● **PROBLEM TO WORK ON**
Wherever "purpose" occurs in the entries, copy the line that holds it.

Stored items from a collection:
──────────
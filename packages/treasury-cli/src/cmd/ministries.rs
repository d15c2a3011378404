//! Ministry budgets, allocations, and transfers

use anyhow::Result;
use clap::Subcommand;
use colored::Colorize;
use rust_decimal::Decimal;
use treasury_client::{format_kes, AllocateBudget, BudgetTransfer, Ministry, NewMinistry, Role};

use crate::context::AppContext;

#[derive(Subcommand)]
pub enum MinistriesCommand {
    /// List ministries with their budgets
    List,

    /// Register a new ministry
    Create {
        /// Display name, e.g. "Ministry of Health"
        #[arg(long)]
        name: String,

        /// Short code, e.g. MOH
        #[arg(long)]
        code: String,

        #[arg(long)]
        description: Option<String>,
    },

    /// Allocate budget from the treasury to a ministry
    Allocate {
        /// Ministry id
        id: i64,

        #[arg(long)]
        amount: Decimal,

        #[arg(long)]
        purpose: String,
    },

    /// Transfer funds from your ministry to another
    Transfer {
        /// Receiving ministry id
        #[arg(long)]
        to: i64,

        #[arg(long)]
        amount: Decimal,

        #[arg(long)]
        purpose: String,
    },
}

pub async fn run(ctx: &AppContext, cmd: MinistriesCommand) -> Result<()> {
    match cmd {
        MinistriesCommand::List => list(ctx).await,
        MinistriesCommand::Create {
            name,
            code,
            description,
        } => create(ctx, name, code, description).await,
        MinistriesCommand::Allocate {
            id,
            amount,
            purpose,
        } => allocate(ctx, id, amount, purpose).await,
        MinistriesCommand::Transfer {
            to,
            amount,
            purpose,
        } => transfer(ctx, to, amount, purpose).await,
    }
}

async fn list(ctx: &AppContext) -> Result<()> {
    let session = ctx.require(Some(Role::MinistryAdmin))?;
    let ministries = ctx.client.ministries().await?;

    ctx.print_header(&format!("Ministries ({})", ministries.len()));
    for ministry in &ministries {
        print_ministry(ministry, session.ministry_id() == Some(ministry.id));
    }
    Ok(())
}

fn print_ministry(ministry: &Ministry, own: bool) {
    let name = if own {
        format!("{} (yours)", ministry.name).bold().to_string()
    } else {
        ministry.name.clone()
    };
    println!(
        "{:>4}  {:<40} {:<6} allocated {:>20}  used {:>20}  left {:>20}  {:>3}%",
        ministry.id,
        name,
        ministry.code.as_deref().unwrap_or("-"),
        format_kes(ministry.allocated_budget),
        format_kes(ministry.used_funds),
        format_kes(ministry.remaining_balance),
        ministry.utilization_percent()
    );
}

async fn create(
    ctx: &AppContext,
    name: String,
    code: String,
    description: Option<String>,
) -> Result<()> {
    ctx.require(Some(Role::SuperAdmin))?;

    let ministry = ctx
        .client
        .create_ministry(&NewMinistry {
            name,
            ministry_type: code,
            description,
        })
        .await?;

    ctx.print_success(&format!(
        "Created {} (id {})",
        ministry.name, ministry.id
    ));
    if let Some(wallet) = &ministry.wallet_address {
        ctx.print_info(&format!("Wallet: {}", wallet));
    }
    Ok(())
}

async fn allocate(ctx: &AppContext, id: i64, amount: Decimal, purpose: String) -> Result<()> {
    ctx.require(Some(Role::SuperAdmin))?;

    ctx.client
        .allocate_budget(id, &AllocateBudget { amount, purpose })
        .await?;

    ctx.print_success(&format!(
        "{} allocated to ministry {}",
        format_kes(amount),
        id
    ));
    Ok(())
}

async fn transfer(ctx: &AppContext, to: i64, amount: Decimal, purpose: String) -> Result<()> {
    ctx.require(Some(Role::MinistryAdmin))?;

    if !ctx.confirm(
        &format!("Transfer {} to ministry {}?", format_kes(amount), to),
        true,
    )? {
        ctx.print_info("Cancelled.");
        return Ok(());
    }

    let receipt = ctx
        .client
        .transfer(&BudgetTransfer {
            to_ministry_id: to,
            amount,
            purpose,
        })
        .await?;

    ctx.print_success(&format!(
        "Transferred {} to {}",
        format_kes(receipt.amount.unwrap_or(amount)),
        receipt.to_ministry
    ));
    if let Some(id) = &receipt.transaction_id {
        ctx.print_info(&format!("Transaction {}", id));
    }
    Ok(())
}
──────────
● **SOLUTION**
        purpose: String,
        purpose: String,
            purpose,
        } => allocate(ctx, id, amount, purpose).await,
            purpose,
        } => transfer(ctx, to, amount, purpose).await,
async fn allocate(ctx: &AppContext, id: i64, amount: Decimal, purpose: String) -> Result<()> {
        .allocate_budget(id, &AllocateBudget { amount, purpose })
async fn transfer(ctx: &AppContext, to: i64, amount: Decimal, purpose: String) -> Result<()> {
            purpose,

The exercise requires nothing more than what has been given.